Sensor make matters last. The PixArt PAW3950 (Razer Focus Pro 30K) and PixArt PAW3395 (used by HyperX, Glorious, Pulsar) are both effectively flawless for daily use. According to Rtings’ mouse test methodology, tracking accuracy across modern sensors is within margin of error for non-competitive use.
#Bottom Line
Buy the Razer DeathAdder V3 Pro if you want one mouse that suits gaming and office work and sits in a 17-19 cm hand. Buy the Logitech MX Master 3S if your day is mostly documents and meetings in a shared room where click noise matters.
If you also need quiet typing, pair it with a silent gaming mouse-class peripheral on the keyboard side. Returns are free at most major retailers, so measure your hand, order two contenders, and send back the loser within the return window.
#Frequently Asked Questions
Is palm grip the best grip for FPS games?
Palm grip is the most stable grip for low-sensitivity FPS aim because the wrist arcs across the mousepad with the whole hand. Pros at flick-heavy games like CS2 often switch to claw for faster wrist snaps. If you run 800 DPI or lower with sensitivity around 0.5, palm grip will likely give you the steadier crosshair.
Can I use a palm grip mouse for office work?
Yes, and many of the best office mice are designed exactly for palm grip. The MX Master 3S and Razer Pro Click both target full-day spreadsheet and document workflows. Look for quieter switches if you share a room, and a 124-128 mm body if your hand is over 19 cm long.
How do I know my hand is large enough for palm grip?
Measure from the crease at your wrist to the tip of your middle finger.
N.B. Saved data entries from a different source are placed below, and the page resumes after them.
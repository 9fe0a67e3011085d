//! Bitmap fonts
//!
//! Glyphs cover printable ASCII (0x20-0x7E). Each size has its own table;
//! a glyph is `size` rows of `ceil(size / 2 / 8)` bytes, least significant
//! bit leftmost.
//!
//! The tables are scaled at compile time from a 5x8 column font (bit 0 at
//! the top, a blank sixth column for spacing).

/// First character with a glyph
pub const FIRST: u8 = b' ';
/// Last character with a glyph
pub const LAST: u8 = b'~';
/// Number of glyphs per table
pub const GLYPH_COUNT: usize = (LAST - FIRST + 1) as usize;

#[rustfmt::skip]
const BASE_5X8: [[u8; 5]; GLYPH_COUNT] = [
    [0x00, 0x00, 0x00, 0x00, 0x00], // ' '
    [0x00, 0x00, 0x5F, 0x00, 0x00], // !
    [0x00, 0x07, 0x00, 0x07, 0x00], // "
    [0x14, 0x7F, 0x14, 0x7F, 0x14], // #
    [0x24, 0x2A, 0x7F, 0x2A, 0x12], // $
    [0x23, 0x13, 0x08, 0x64, 0x62], // %
    [0x36, 0x49, 0x56, 0x20, 0x50], // &
    [0x00, 0x08, 0x07, 0x03, 0x00], // '
    [0x00, 0x1C, 0x22, 0x41, 0x00], // (
    [0x00, 0x41, 0x22, 0x1C, 0x00], // )
    [0x2A, 0x1C, 0x7F, 0x1C, 0x2A], // *
    [0x08, 0x08, 0x3E, 0x08, 0x08], // +
    [0x00, 0x80, 0x70, 0x30, 0x00], // ,
    [0x08, 0x08, 0x08, 0x08, 0x08], // -
    [0x00, 0x00, 0x60, 0x60, 0x00], // .
    [0x20, 0x10, 0x08, 0x04, 0x02], // /
    [0x3E, 0x51, 0x49, 0x45, 0x3E], // 0
    [0x00, 0x42, 0x7F, 0x40, 0x00], // 1
    [0x72, 0x49, 0x49, 0x49, 0x46], // 2
    [0x21, 0x41, 0x49, 0x4D, 0x33], // 3
    [0x18, 0x14, 0x12, 0x7F, 0x10], // 4
    [0x27, 0x45, 0x45, 0x45, 0x39], // 5
    [0x3C, 0x4A, 0x49, 0x49, 0x31], // 6
    [0x41, 0x21, 0x11, 0x09, 0x07], // 7
    [0x36, 0x49, 0x49, 0x49, 0x36], // 8
    [0x46, 0x49, 0x49, 0x29, 0x1E], // 9
    [0x00, 0x00, 0x14, 0x00, 0x00], // :
    [0x00, 0x40, 0x34, 0x00, 0x00], // ;
    [0x00, 0x08, 0x14, 0x22, 0x41], // <
    [0x14, 0x14, 0x14, 0x14, 0x14], // =
    [0x00, 0x41, 0x22, 0x14, 0x08], // >
    [0x02, 0x01, 0x59, 0x09, 0x06], // ?
    [0x3E, 0x41, 0x5D, 0x59, 0x4E], // @
    [0x7C, 0x12, 0x11, 0x12, 0x7C], // A
    [0x7F, 0x49, 0x49, 0x49, 0x36], // B
    [0x3E, 0x41, 0x41, 0x41, 0x22], // C
    [0x7F, 0x41, 0x41, 0x41, 0x3E], // D
    [0x7F, 0x49, 0x49, 0x49, 0x41], // E
    [0x7F, 0x09, 0x09, 0x09, 0x01], // F
    [0x3E, 0x41, 0x41, 0x51, 0x73], // G
    [0x7F, 0x08, 0x08, 0x08, 0x7F], // H
    [0x00, 0x41, 0x7F, 0x41, 0x00], // I
    [0x20, 0x40, 0x41, 0x3F, 0x01], // J
    [0x7F, 0x08, 0x14, 0x22, 0x41], // K
    [0x7F, 0x40, 0x40, 0x40, 0x40], // L
    [0x7F, 0x02, 0x1C, 0x02, 0x7F], // M
    [0x7F, 0x04, 0x08, 0x10, 0x7F], // N
    [0x3E, 0x41, 0x41, 0x41, 0x3E], // O
    [0x7F, 0x09, 0x09, 0x09, 0x06], // P
    [0x3E, 0x41, 0x51, 0x21, 0x5E], // Q
    [0x7F, 0x09, 0x19, 0x29, 0x46], // R
    [0x26, 0x49, 0x49, 0x49, 0x32], // S
    [0x03, 0x01, 0x7F, 0x01, 0x03], // T
    [0x3F, 0x40, 0x40, 0x40, 0x3F], // U
    [0x1F, 0x20, 0x40, 0x20, 0x1F], // V
    [0x3F, 0x40, 0x38, 0x40, 0x3F], // W
    [0x63, 0x14, 0x08, 0x14, 0x63], // X
    [0x03, 0x04, 0x78, 0x04, 0x03], // Y
    [0x61, 0x59, 0x49, 0x4D, 0x43], // Z
    [0x00, 0x7F, 0x41, 0x41, 0x41], // [
    [0x02, 0x04, 0x08, 0x10, 0x20], // backslash
    [0x00, 0x41, 0x41, 0x41, 0x7F], // ]
    [0x04, 0x02, 0x01, 0x02, 0x04], // ^
    [0x40, 0x40, 0x40, 0x40, 0x40], // _
    [0x00, 0x03, 0x07, 0x08, 0x00], // `
    [0x20, 0x54, 0x54, 0x78, 0x40], // a
    [0x7F, 0x28, 0x44, 0x44, 0x38], // b
    [0x38, 0x44, 0x44, 0x44, 0x28], // c
    [0x38, 0x44, 0x44, 0x28, 0x7F], // d
    [0x38, 0x54, 0x54, 0x54, 0x18], // e
    [0x00, 0x08, 0x7E, 0x09, 0x02], // f
    [0x18, 0xA4, 0xA4, 0x9C, 0x78], // g
    [0x7F, 0x08, 0x04, 0x04, 0x78], // h
    [0x00, 0x44, 0x7D, 0x40, 0x00], // i
    [0x20, 0x40, 0x40, 0x3D, 0x00], // j
    [0x7F, 0x10, 0x28, 0x44, 0x00], // k
    [0x00, 0x41, 0x7F, 0x40, 0x00], // l
    [0x7C, 0x04, 0x78, 0x04, 0x78], // m
    [0x7C, 0x08, 0x04, 0x04, 0x78], // n
    [0x38, 0x44, 0x44, 0x44, 0x38], // o
    [0xFC, 0x18, 0x24, 0x24, 0x18], // p
    [0x18, 0x24, 0x24, 0x18, 0xFC], // q
    [0x7C, 0x08, 0x04, 0x04, 0x08], // r
    [0x48, 0x54, 0x54, 0x54, 0x24], // s
    [0x04, 0x04, 0x3F, 0x44, 0x24], // t
    [0x3C, 0x40, 0x40, 0x20, 0x7C], // u
    [0x1C, 0x20, 0x40, 0x20, 0x1C], // v
    [0x3C, 0x40, 0x30, 0x40, 0x3C], // w
    [0x44, 0x28, 0x10, 0x28, 0x44], // x
    [0x4C, 0x90, 0x90, 0x90, 0x7C], // y
    [0x44, 0x64, 0x54, 0x4C, 0x44], // z
    [0x00, 0x08, 0x36, 0x41, 0x00], // {
    [0x00, 0x00, 0x77, 0x00, 0x00], // |
    [0x00, 0x41, 0x36, 0x08, 0x00], // }
    [0x02, 0x01, 0x02, 0x04, 0x02], // ~
];

/// Nearest-neighbour scale of the base font into a row-major table
const fn scale<const N: usize>(width: usize, height: usize) -> [[u8; N]; GLYPH_COUNT] {
    let row_bytes = (width + 7) / 8;
    let mut out = [[0u8; N]; GLYPH_COUNT];
    let mut g = 0;
    while g < GLYPH_COUNT {
        let mut row = 0;
        while row < height {
            let src_row = row * 8 / height;
            let mut col = 0;
            while col < width {
                let src_col = col * 6 / width;
                if src_col < 5 && (BASE_5X8[g][src_col] >> src_row) & 1 != 0 {
                    out[g][row * row_bytes + col / 8] |= 1 << (col % 8);
                }
                col += 1;
            }
            row += 1;
        }
        g += 1;
    }
    out
}

/// 8x16 glyphs
pub static ASCII_1608: [[u8; 16]; GLYPH_COUNT] = scale::<16>(8, 16);
/// 12x24 glyphs
pub static ASCII_2412: [[u8; 48]; GLYPH_COUNT] = scale::<48>(12, 24);
/// 16x32 glyphs
pub static ASCII_3216: [[u8; 64]; GLYPH_COUNT] = scale::<64>(16, 32);

/// Bitmap for `ch` at glyph height `size`
///
/// `None` for characters without a glyph and for sizes other than 16, 24
/// and 32.
pub fn glyph(ch: u8, size: u8) -> Option<&'static [u8]> {
    if !(FIRST..=LAST).contains(&ch) {
        return None;
    }
    let index = (ch - FIRST) as usize;
    match size {
        16 => Some(&ASCII_1608[index]),
        24 => Some(&ASCII_2412[index]),
        32 => Some(&ASCII_3216[index]),
        _ => None,
    }
}

/// Whether a glyph table exists for `size`
pub fn is_supported(size: u8) -> bool {
    matches!(size, 16 | 24 | 32)
}

/// Bytes per glyph row at height `size`
pub const fn row_bytes(size: u8) -> usize {
    (size as usize / 2 + 7) / 8
}

#[cfg(test)]
mod tests {
    use super::*;

    fn bit(glyph: &[u8], size: u8, x: usize, y: usize) -> bool {
        glyph[y * row_bytes(size) + x / 8] >> (x % 8) & 1 != 0
    }

    #[test]
    fn test_table_sizes() {
        for size in [16u8, 24, 32] {
            let g = glyph(b'A', size).unwrap();
            assert_eq!(g.len(), row_bytes(size) * size as usize);
        }
    }

    #[test]
    fn test_space_is_blank() {
        for size in [16u8, 24, 32] {
            assert!(glyph(b' ', size).unwrap().iter().all(|&b| b == 0));
        }
    }

    #[test]
    fn test_unsupported_lookups() {
        assert!(glyph(b'A', 12).is_none());
        assert!(glyph(0x7F, 16).is_none());
        assert!(glyph(0x0D, 16).is_none());
        assert!(glyph(0xC3, 24).is_none());
        assert!(!is_supported(12));
    }

    #[test]
    fn test_colon_scaled_three_times() {
        // ':' is column 2 with rows 2 and 4 set
        let g = glyph(b':', 24).unwrap();
        for y in 6..9 {
            assert!(bit(g, 24, 4, y) && bit(g, 24, 5, y));
            assert!(!bit(g, 24, 3, y) && !bit(g, 24, 6, y));
        }
        for y in 12..15 {
            assert!(bit(g, 24, 4, y));
        }
        assert!(!bit(g, 24, 4, 5));
        assert!(!bit(g, 24, 4, 9));
        assert!(!bit(g, 24, 4, 15));
    }

    #[test]
    fn test_spacing_column_blank() {
        for size in [16u8, 24, 32] {
            let width = size as usize / 2;
            for ch in FIRST..=LAST {
                let g = glyph(ch, size).unwrap();
                for y in 0..size as usize {
                    assert!(!bit(g, size, width - 1, y));
                }
            }
        }
    }
}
If the result is 17 cm or longer, palm grip will likely feel natural on a 122-128 mm body. Below 17 cm, the hump on most palm-grip shells will dig into the heel of your hand instead of supporting it.
Are wireless palm grip mice worse than wired for gaming?
Modern flagship wireless mice from Razer and Logitech run under 1 ms latency on their proprietary dongles. That’s indistinguishable from a wired connection in real play. Buy wired only if you want the cheaper price or the lightest possible weight, not because you fear input lag.
What is the difference between palm and claw grip?
Palm grip lets the entire hand rest on the body, with fingers flat on the buttons. Claw grip arches the fingers so only the fingertips and the heel of the palm touch the mouse. Claw is faster for flicks; palm is steadier for tracking. Our claw grip mouse guide covers shapes built for that style.
How long should a palm grip mouse last?
A well-made palm grip mouse with optical switches should last three to five years of daily use. Mechanical switches sometimes start double-clicking after 12-24 months, so replace early if you see it, since the issue gets worse, not better. Cable wear on wired models often shows up before the switches do.
Does a heavier mouse hurt my wrist?
Above 110 g, most palm grippers report wrist fatigue after long sessions. The Basilisk V3 Pro at 112 g is near the upper edge of comfortable. If you have any wrist history, target under 90 g and consider a vertical mouse alternative for office days when fatigue spikes.
Do I need a mouse pad with a palm grip mouse?
A cloth pad larger than 40 by 40 cm gives palm grippers the room to do full-arm sweeps at low sensitivity, which is the whole point of the grip. Glass and hard plastic pads work but can feel slick under a heavier mouse. Whatever pad you pick, check the mouse DPI afterwards so the on-screen sensitivity matches the new surface.